Claim Rejections - 35 USC § 103
6.	The following is a quotation of 35 U.S.C. 103 which forms the basis for all obviousness rejections set forth in this Office action:
A patent for a claimed invention may not be obtained, notwithstanding that the claimed invention is not identically disclosed as set forth in section 102 of this title, if the differences between the claimed invention and the prior art are such that the claimed invention as a whole would have been obvious before the effective filing date of the claimed invention to a person having ordinary skill in the art to which the claimed invention pertains.  Patentability shall not be negated by the manner in which the invention was made.

7.	Claims 3, 13 are rejected under 35 U.S.C.103 as being unpatentable over Koukoumidis et al. (US 11,086,858 B1) in view of Pyo et al. (US 2005/0261905 A1.)

 	With respect to Claim 3, Koukoumidis et al. disclose all the limitations of Claim 1 upon which Claim 3 depends. Koukoumidis et al. fail to explicitly teach 
 	further comprising determining that a confidence score associated with the first intent is less than a threshold value, wherein generating the first response comprises performing one or more operations based on a non-intent specific response library to generate a response that is unrelated to the first intent.  
	However, Pyo et al. teach 
 	further comprising determining that a confidence score associated with the first intent is less than a threshold value, wherein generating the first response comprises performing one or more operations based on a non-intent specific response library to generate a response that is unrelated to the first intent (Pyo et al. [0053] Referring to FIGS. 1 and 4, in operation 410, a user utterance is input from the system speaking style determination unit 120, and the reliability of a recognized character string included in the user utterance is compared with a predetermined threshold. According to the comparison result, it is determined whether or not it is necessary for the speaker to re-utter the user utterance. If the reliability is less than the threshold, an interrogative in a predetermined system utterance generated in advance is set as an emphasis part and the user is asked to re-utter the sentence.) 
 	Koukoumidis et al. and Pyo et al. are analogous art because they are from a similar field of endeavor in the Signal Processing techniques and applications. Therefore, it would have been obvious to one of ordinary skill in the art before the effective filing date of the claimed invention to modify the steps of generating the response based on the speculative query as taught by Koukoumidis et al., using teaching of generating an interrogative in advance as taught by Pyo et al. for the benefit of asking the user to re-utter the input (Pyo et al. [0053] Referring to FIGS. 1 and 4, in operation 410, a user utterance is input from the system speaking style determination unit 120, and the reliability of a recognized character string included in the user utterance is compared with a predetermined threshold. According to the comparison result, it is determined whether or not it is necessary for the speaker to re-utter the user utterance. If the reliability is less than the threshold, an interrogative in a predetermined system utterance generated in advance is set as an emphasis part and the user is asked to re-utter the sentence.) 
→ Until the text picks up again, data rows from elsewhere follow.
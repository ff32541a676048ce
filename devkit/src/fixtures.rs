/*!
Canned Vagrant output

Builders producing text shaped like real `vagrant status`, `vagrant ssh-config`
and `ifconfig` output, so tests describe machines instead of pasting blobs.
*/

use std::path::Path;

/// Builds `vagrant status` output
#[derive(Debug, Clone)]
pub struct StatusBuilder {
    provider: String,
    machines: Vec<(String, String)>,
}

impl Default for StatusBuilder {
    fn default() -> Self {
        Self {
            provider: "virtualbox".to_string(),
            machines: Vec::new(),
        }
    }
}

impl StatusBuilder {
    pub fn new() -> Self {
        Self::default()
    }

    pub fn provider(mut self, provider: &str) -> Self {
        self.provider = provider.to_string();
        self
    }

    pub fn machine(mut self, name: &str, state: &str) -> Self {
        self.machines.push((name.to_string(), state.to_string()));
        self
    }

    pub fn running(self, name: &str) -> Self {
        self.machine(name, "running")
    }

    pub fn build(&self) -> String {
        let mut out = String::from("Current machine states:\n\n");
        for (name, state) in &self.machines {
            out.push_str(&format!("{:<25} {} ({})\n", name, state, self.provider));
        }
        out.push('\n');
        if self.machines.len() > 1 {
            out.push_str(
                "This environment represents multiple VMs. The VMs are all listed\n\
                 above with their current state. For more information about a specific\n\
                 VM, run `vagrant status NAME`.\n",
            );
        } else {
            out.push_str(
                "The VM is running. To stop this VM, you can run `vagrant halt` to\n\
                 shut it down forcefully, or you can run `vagrant suspend` to simply\n\
                 suspend the virtual machine.\n",
            );
        }
        out
    }
}

/// One `Host` block of `vagrant ssh-config`
#[derive(Debug, Clone)]
pub struct SshHost {
    pub name: String,
    pub address: String,
    pub port: u16,
    pub user: String,
    pub key_file: String,
}

impl SshHost {
    /// A machine forwarded on localhost, keyed under `project/.vagrant`
    pub fn forwarded(name: &str, port: u16, project: &Path) -> Self {
        Self {
            name: name.to_string(),
            address: "127.0.0.1".to_string(),
            port,
            user: "vagrant".to_string(),
            key_file: project
                .join(".vagrant/machines")
                .join(name)
                .join("virtualbox/private_key")
                .to_string_lossy()
                .into_owned(),
        }
    }
}

/// Builds `vagrant ssh-config` output
#[derive(Debug, Clone, Default)]
pub struct SshConfigBuilder {
    hosts: Vec<SshHost>,
    crlf: bool,
}

impl SshConfigBuilder {
    pub fn new() -> Self {
        Self::default()
    }

    pub fn host(mut self, host: SshHost) -> Self {
        self.hosts.push(host);
        self
    }

    /// Emit Windows line endings
    pub fn crlf(mut self) -> Self {
        self.crlf = true;
        self
    }

    pub fn build(&self) -> String {
        let mut out = String::new();
        for host in &self.hosts {
            out.push_str(&format!("Host {}\n", host.name));
            out.push_str(&format!("  HostName {}\n", host.address));
            out.push_str(&format!("  User {}\n", host.user));
            out.push_str(&format!("  Port {}\n", host.port));
            out.push_str("  UserKnownHostsFile /dev/null\n");
            out.push_str("  StrictHostKeyChecking no\n");
            out.push_str("  PasswordAuthentication no\n");
            out.push_str(&format!("  IdentityFile {}\n", host.key_file));
            out.push_str("  IdentitiesOnly yes\n");
            out.push_str("  LogLevel FATAL\n");
            out.push('\n');
        }
        if self.crlf {
            out.replace('\n', "\r\n")
        } else {
            out
        }
    }
}

/// Classic net-tools `ifconfig <ifname>` listing carrying `ip`
pub fn ifconfig_output(ifname: &str, ip: &str) -> String {
    format!(
        "{:<10}Link encap:Ethernet  HWaddr 08:00:27:8a:5c:71\n          \
         inet addr:{}  Bcast:10.0.2.255  Mask:255.255.255.0\n          \
         inet6 addr: fe80::a00:27ff:fe8a:5c71/64 Scope:Link\n          \
         UP BROADCAST RUNNING MULTICAST  MTU:1500  Metric:1\n          \
         RX packets:1204 errors:0 dropped:0 overruns:0 frame:0\n\n",
        ifname, ip
    )
}

/// `ifconfig <ifname>` listing of an interface without an IPv4 address
pub fn ifconfig_without_ipv4(ifname: &str) -> String {
    format!(
        "{:<10}Link encap:Ethernet  HWaddr 08:00:27:8a:5c:71\n          \
         UP BROADCAST MULTICAST  MTU:1500  Metric:1\n\n",
        ifname
    )
}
 	With respect to Claim 13, Koukoumidis et al. disclose all the limitations of Claim 11 upon which Claim 13 depends. Koukoumidis et al. fail to explicitly teach 
 	further comprising determining that a confidence score associated with the first intent is less than a threshold value, wherein generating the first response comprises performing one or more operations based on a non-intent specific response library to generate a response that is unrelated to the first intent.  
	However, Pyo et al. teach
 	further comprising determining that a confidence score associated with the first intent is less than a threshold value, wherein generating the first response comprises performing one or more operations based on a non-intent specific response library to generate a response that is unrelated to the first intent (Pyo et al. [0053] Referring to FIGS. 1 and 4, in operation 410, a user utterance is input from the system speaking style determination unit 120, and the reliability of a recognized character string included in the user utterance is compared with a predetermined threshold. According to the comparison result, it is determined whether or not it is necessary for the speaker to re-utter the user utterance. If the reliability is less than the threshold, an interrogative in a predetermined system utterance generated in advance is set as an emphasis part and the user is asked to re-utter the sentence.) 
 	Koukoumidis et al. and Pyo et al. are analogous art because they are from a similar field of endeavor in the Signal Processing techniques and applications. Therefore, it would have been obvious to one of ordinary skill in the art before the effective filing date of the claimed invention to modify the steps of generating the response based on the speculative query as taught by Koukoumidis et al., using teaching of generating an interrogative in advance as taught by Pyo et al. for the benefit of asking the user to re-utter the input (Pyo et al. [0053] Referring to FIGS. 1 and 4, in operation 410, a user utterance is input from the system speaking style determination unit 120, and the reliability of a recognized character string included in the user utterance is compared with a predetermined threshold. According to the comparison result, it is determined whether or not it is necessary for the speaker to re-utter the user utterance. If the reliability is less than the threshold, an interrogative in a predetermined system utterance generated in advance is set as an emphasis part and the user is asked to re-utter the sentence.) 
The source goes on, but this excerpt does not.